Museo Diocesano
Lungo la via Prione, la facciata ottocentesca di gusto tardoneoclassico nasconde lo sconsacrato oratorio di San Bernardino, noto dai documenti a partire dallo scorcio del XV secolo. Posto presso la porta omonima di accesso alla città murata per chi proveniva da Genova, l’oratorio ingloba un tratto delle mura bassomedievali che dal castello scendevano a chiudere la città in direzione dell’attuale piazza Beverini.
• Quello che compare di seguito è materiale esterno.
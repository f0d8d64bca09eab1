// =============================================================================
// A53 Boot - ARM Generic Interrupt Controller (GICv2)
// =============================================================================
// Just enough of the GICv2 to deliver one peripheral line to this core.
//
// The GIC consists of:
// - Distributor: enables and routes interrupt lines.
// - CPU Interface: priority masking and acknowledgement for this core.
// =============================================================================

use crate::error::{Error, Result};
use crate::mmio::{Mmio, MmioRegion};
use crate::platform;

// Distributor Registers
const GICD_CTLR: usize = 0x000; // Control Register
pub(crate) const GICD_ISENABLER: usize = 0x100; // Interrupt Set-Enable Registers

// CPU Interface Registers
const GICC_CTLR: usize = 0x0000; // Control Register
const GICC_PMR: usize = 0x0004; // Priority Mask Register
const GICC_IAR: usize = 0x000C; // Interrupt Acknowledge Register
const GICC_EOIR: usize = 0x0010; // End of Interrupt Register

/// Interrupt ID reported by IAR when nothing is pending.
pub const SPURIOUS_IRQ: u32 = 1023;

/// An interrupt ID the distributor can enable (0..1020).
#[derive(Debug, Clone, Copy, PartialEq, Eq)]
pub struct IrqNumber(u32);

impl IrqNumber {
    pub fn new(irq: u32) -> Result<Self> {
        if irq < 1020 {
            Ok(Self(irq))
        } else {
            Err(Error::InvalidIrq { irq })
        }
    }

    pub const fn get(self) -> u32 {
        self.0
    }

    /// Byte offset of this line's ISENABLER word from the distributor base.
    pub const fn enable_register(self) -> usize {
        GICD_ISENABLER + 4 * (self.0 as usize / 32)
    }

    /// Bit of this line inside its ISENABLER word.
    pub const fn enable_bit(self) -> u32 {
        1 << (self.0 % 32)
    }
}

/// GICv2 distributor.
pub struct Distributor<M: Mmio> {
    pub(crate) regs: M,
}

impl<M: Mmio> Distributor<M> {
    pub const fn new(regs: M) -> Self {
        Self { regs }
    }

    /// Turn on interrupt forwarding from the distributor.
    pub fn enable(&self) {
        self.regs.write32(GICD_CTLR, 1);
    }

    /// Unmask one interrupt line.
    ///
    /// ISENABLER is a read-modify-write OR so that other lines sharing the
    /// same 32-bit word stay enabled.
    pub fn enable_line(&self, irq: IrqNumber) {
        self.regs.set_bits32(irq.enable_register(), irq.enable_bit());
    }
}

/// GICv2 CPU interface of this core.
pub struct CpuInterface<M: Mmio> {
    pub(crate) regs: M,
}

impl<M: Mmio> CpuInterface<M> {
    pub const fn new(regs: M) -> Self {
        Self { regs }
    }

    /// Accept every priority and enable signalling to the core.
    pub fn enable(&self) {
        self.regs.write32(GICC_PMR, 0xFF);
        self.regs.write32(GICC_CTLR, 1);
    }

    /// Acknowledge the highest priority pending interrupt.
    /// Returns the raw IAR value; the ID is in bits [9:0].
    pub fn acknowledge(&self) -> u32 {
        self.regs.read32(GICC_IAR)
    }

    /// Signal End Of Interrupt for a value returned by `acknowledge`.
    pub fn end_interrupt(&self, iar: u32) {
        self.regs.write32(GICC_EOIR, iar);
    }
}

/// The platform's distributor.
pub fn distributor() -> Distributor<MmioRegion> {
    // SAFETY: the platform map names the distributor's register block
    Distributor::new(unsafe { MmioRegion::new(platform::GICD_BASE) })
}

/// The platform's CPU interface.
pub fn cpu_interface() -> CpuInterface<MmioRegion> {
    // SAFETY: the platform map names the CPU interface's register block
    CpuInterface::new(unsafe { MmioRegion::new(platform::GICC_BASE) })
}

#[cfg(test)]
mod tests {
    use super::*;
    use crate::sim::SimRegs;

    #[test]
    fn irq_33_sets_bit_1_of_second_word() {
        let gicd = Distributor::new(SimRegs::new());
        gicd.regs.write32(GICD_ISENABLER + 4, 0x8000_0001);

        gicd.enable_line(IrqNumber::new(33).unwrap());

        assert_eq!(gicd.regs.read32(GICD_ISENABLER + 4), 0x8000_0003);
        assert_eq!(gicd.regs.read32(GICD_ISENABLER), 0);
    }

    #[test]
    fn enable_line_touches_only_its_word() {
        let gicd = Distributor::new(SimRegs::new());
        gicd.enable_line(IrqNumber::new(27).unwrap());
        gicd.enable_line(IrqNumber::new(95).unwrap());

        let writes = gicd.regs.writes();
        assert_eq!(writes, [(0x100, 1 << 27), (0x108, 1 << 31)]);
    }

    #[test]
    fn irq_numbers_beyond_the_distributor_are_rejected() {
        assert!(IrqNumber::new(1019).is_ok());
        assert_eq!(IrqNumber::new(1020), Err(Error::InvalidIrq { irq: 1020 }));
        assert_eq!(IrqNumber::new(SPURIOUS_IRQ), Err(Error::InvalidIrq { irq: 1023 }));
    }

    #[test]
    fn cpu_interface_enable_and_eoi() {
        let gicc = CpuInterface::new(SimRegs::new());
        gicc.enable();
        gicc.regs.write32(GICC_IAR, 33);
        let iar = gicc.acknowledge();
        gicc.end_interrupt(iar);

        assert_eq!(
            gicc.regs.writes(),
            [(GICC_PMR, 0xFF), (GICC_CTLR, 1), (GICC_IAR, 33), (GICC_EOIR, 33)]
        );
    }
}
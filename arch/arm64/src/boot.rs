// =============================================================================
// A53 Boot - Entry Assembly
// =============================================================================
// `_start` hands over to the image's `kernel_main`, which never returns.
// =============================================================================

core::arch::global_asm!(include_str!("boot.s"));
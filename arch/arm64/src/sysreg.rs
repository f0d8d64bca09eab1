// =============================================================================
// A53 Boot - EL1 System Registers
// =============================================================================
// The translation bring-up only ever talks to the processor through
// `SystemRegisters`, so its ordering can be checked against a recorder.
// =============================================================================

/// The EL1 system registers and barriers used to turn on translation.
pub trait SystemRegisters {
    /// Memory Attribute Indirection Register
    fn write_mair_el1(&mut self, value: u64);

    /// Translation Control Register
    fn write_tcr_el1(&mut self, value: u64);

    /// Translation Table Base Register 0
    fn write_ttbr0_el1(&mut self, value: u64);

    /// System Control Register
    fn read_sctlr_el1(&mut self) -> u64;

    fn write_sctlr_el1(&mut self, value: u64);

    /// Instruction synchronization barrier.
    fn isb(&mut self);

    /// Data synchronization barrier, inner shareable.
    fn dsb(&mut self);
}

/// The executing core's own EL1 registers.
#[cfg(target_arch = "aarch64")]
pub struct El1Registers {
    _private: (),
}

#[cfg(target_arch = "aarch64")]
impl El1Registers {
    /// # Safety
    /// Must run at EL1. Writes through this handle change the translation
    /// regime of all code executing on the core.
    pub unsafe fn new() -> Self {
        Self { _private: () }
    }
}

#[cfg(target_arch = "aarch64")]
impl SystemRegisters for El1Registers {
    #[inline(always)]
    fn write_mair_el1(&mut self, value: u64) {
        unsafe { core::arch::asm!("msr mair_el1, {}", in(reg) value) };
    }

    #[inline(always)]
    fn write_tcr_el1(&mut self, value: u64) {
        unsafe { core::arch::asm!("msr tcr_el1, {}", in(reg) value) };
    }

    #[inline(always)]
    fn write_ttbr0_el1(&mut self, value: u64) {
        unsafe { core::arch::asm!("msr ttbr0_el1, {}", in(reg) value) };
    }

    #[inline(always)]
    fn read_sctlr_el1(&mut self) -> u64 {
        let value: u64;
        unsafe { core::arch::asm!("mrs {}, sctlr_el1", out(reg) value) };
        value
    }

    #[inline(always)]
    fn write_sctlr_el1(&mut self, value: u64) {
        unsafe { core::arch::asm!("msr sctlr_el1, {}", in(reg) value) };
    }

    #[inline(always)]
    fn isb(&mut self) {
        unsafe { core::arch::asm!("isb") };
    }

    #[inline(always)]
    fn dsb(&mut self) {
        unsafe { core::arch::asm!("dsb ish") };
    }
}

/// Read TTBR0_EL1 for diagnostics.
#[cfg(target_arch = "aarch64")]
pub fn read_ttbr0_el1() -> u64 {
    let value: u64;
    unsafe { core::arch::asm!("mrs {}, ttbr0_el1", out(reg) value) };
    value
}

/// Read SCTLR_EL1 for diagnostics.
#[cfg(target_arch = "aarch64")]
pub fn read_sctlr_el1() -> u64 {
    let value: u64;
    unsafe { core::arch::asm!("mrs {}, sctlr_el1", out(reg) value) };
    value
}

#[cfg(not(target_arch = "aarch64"))]
pub fn read_ttbr0_el1() -> u64 {
    0
}

#[cfg(not(target_arch = "aarch64"))]
pub fn read_sctlr_el1() -> u64 {
    0
}
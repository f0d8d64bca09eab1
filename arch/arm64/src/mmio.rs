// =============================================================================
// A53 Boot - Memory-Mapped I/O
// =============================================================================
// Drivers never dereference device addresses themselves. They go through the
// `Mmio` trait so the same register protocol can run against real hardware or
// against a simulated register file in host tests.
// =============================================================================

use core::ptr;

/// A block of 32-bit device registers addressed by byte offset.
///
/// Every access is a side-effecting load or store. Implementations must not
/// cache, merge or reorder accesses.
pub trait Mmio {
    /// Read the register at `offset`.
    fn read32(&self, offset: usize) -> u32;

    /// Write `value` to the register at `offset`.
    fn write32(&self, offset: usize, value: u32);

    /// Read-modify-write OR of `bits` into the register at `offset`.
    ///
    /// Bits that are already set, including those belonging to other users
    /// of the same register, are preserved.
    fn set_bits32(&self, offset: usize, bits: u32) {
        let current = self.read32(offset);
        self.write32(offset, current | bits);
    }
}

/// A physical register window accessed with volatile loads and stores.
#[derive(Debug, Clone, Copy)]
pub struct MmioRegion {
    base: usize,
}

impl MmioRegion {
    /// Create a register window at `base`.
    ///
    /// # Safety
    /// `base` must be the address of a device register block that stays
    /// mapped (or identity mapped) for as long as the region is used.
    pub const unsafe fn new(base: usize) -> Self {
        Self { base }
    }
}

impl Mmio for MmioRegion {
    #[inline(always)]
    fn read32(&self, offset: usize) -> u32 {
        // SAFETY: the constructor's contract guarantees base points at device registers
        unsafe { ptr::read_volatile((self.base + offset) as *const u32) }
    }

    #[inline(always)]
    fn write32(&self, offset: usize, value: u32) {
        // SAFETY: see read32
        unsafe { ptr::write_volatile((self.base + offset) as *mut u32, value) }
    }
}
// =============================================================================
// A53 Boot - Image Entry Point
// =============================================================================
// Rust entry of the boot image, called from `_start` after core 0 has been
// selected, EL1 reached, the stack set up and BSS zeroed.
//
// Boot order:
//   1. console (UART + logger)
//   2. execution state report
//   3. address space bring-up (MMU on) and a probe write
//   4. optional interrupt-driven console receive
//   5. debug monitor
//
// On a development host this crate builds as an inert binary so that the
// monitor's parsing can be unit tested.
//
// SPDX-License-Identifier: GPL-2.0
// =============================================================================

#![cfg_attr(target_os = "none", no_std)]
#![cfg_attr(target_os = "none", no_main)]
#![cfg_attr(not(target_os = "none"), allow(dead_code))]

use core::sync::atomic::AtomicU64;

use a53boot_arch::mmu::AddressSpace;
use a53boot_arch::{cpu, println};
use log::LevelFilter;
use spin::Mutex;

mod monitor;

/// Image version
const VERSION: &str = env!("CARGO_PKG_VERSION");

/// The one address space of this image. Its level-1 table is what TTBR0_EL1
/// points at once the MMU is on, so it lives in a static.
static ADDRESS_SPACE: Mutex<AddressSpace> = Mutex::new(AddressSpace::new());

/// Scratch word written through the identity map after the MMU is enabled.
static PROBE_WORD: AtomicU64 = AtomicU64::new(0);

fn log_level() -> LevelFilter {
    if cfg!(debug_assertions) {
        LevelFilter::Debug
    } else {
        LevelFilter::Info
    }
}

// =============================================================================
// Image Entry Point
// =============================================================================

/// Image main entry point, called once by `_start`.
#[cfg(all(target_arch = "aarch64", target_os = "none"))]
#[no_mangle]
pub extern "C" fn kernel_main() -> ! {
    a53boot_arch::init_console(log_level());

    print_banner();
    report_execution_state();

    bring_up_address_space();

    route_console_input();

    monitor::run()
}

/// IRQ hook for the exception vector.
#[cfg(all(target_arch = "aarch64", target_os = "none"))]
#[no_mangle]
pub extern "C" fn handle_irq_exception() {
    a53boot_arch::irq::handle_irq();
}

#[cfg(not(target_os = "none"))]
fn main() {
    eprintln!("a53boot {} is an aarch64-unknown-none image", VERSION);
}

// =============================================================================
// Boot Steps
// =============================================================================

#[cfg(all(target_arch = "aarch64", target_os = "none"))]
fn bring_up_address_space() {
    use a53boot_arch::mmu;
    use a53boot_arch::sysreg::El1Registers;

    let mut space = ADDRESS_SPACE.lock();
    // SAFETY: we run at EL1 with the MMU off, and the tables live in a static
    // that is never moved or freed
    let mut regs = unsafe { El1Registers::new() };
    mmu::bring_up(&mut regs, &mut *space);

    // SAFETY: PROBE_WORD is a valid, aligned u64 inside the identity map
    if unsafe { mmu::probe(PROBE_WORD.as_ptr()) } {
        log::info!("mmu: probe write through the identity map succeeded");
    } else {
        log::warn!("mmu: probe write read back a different value");
    }
}

#[cfg(all(target_arch = "aarch64", target_os = "none", feature = "irq-console"))]
fn route_console_input() {
    // SAFETY: the `irq-console` build links an IRQ vector that calls
    // handle_irq_exception
    match unsafe { a53boot_arch::irq::route_console_rx() } {
        Ok(()) => {}
        Err(err) => log::warn!("irq: console stays polled: {}", err),
    }
}

#[cfg(all(target_arch = "aarch64", target_os = "none", not(feature = "irq-console")))]
fn route_console_input() {
    log::info!("irq: console receive is polled");
}

fn report_execution_state() {
    let el = cpu::current_el();
    log::info!("boot: running at EL{} ({})", el.as_u8(), el.execution_state());
}

/// Print the boot banner.
fn print_banner() {
    println!();
    println!("A53 Boot v{}", VERSION);
    println!("identity-mapped MMU bring-up and PL011 debug console");
    println!("============================================================");
}

// =============================================================================
// Panic Handler
// =============================================================================

/// Print the panic and halt the core.
#[cfg(target_os = "none")]
#[panic_handler]
fn panic(info: &core::panic::PanicInfo) -> ! {
    println!();
    println!("!!! PANIC !!!");

    if let Some(location) = info.location() {
        println!("Location: {}:{}:{}", location.file(), location.line(), location.column());
    }
    println!("Message: {}", info.message());

    println!("System halted.");
    cpu::halt();
}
Dopo essere stato per lungo tempo sede della Pubblica Assistenza, l’edificio è stato recuperato a fini espositivi nell’ambito del programma di apertura al pubblico dei Musei Diocesani della Spezia, Sarzana e Brugnato. La necessità di una triplice sede è scaturita dalla complessa vicenda della diocesi nata a Luni, trasferita nel 1204 a Sarzana, privata di una porzione territoriale con la creazione nel 1133 della diocesi di Brugnato da parte della neonata arcidiocesi di Genova, e del trasferimento della sede episcopale alla Spezia avvenuta nel 1929.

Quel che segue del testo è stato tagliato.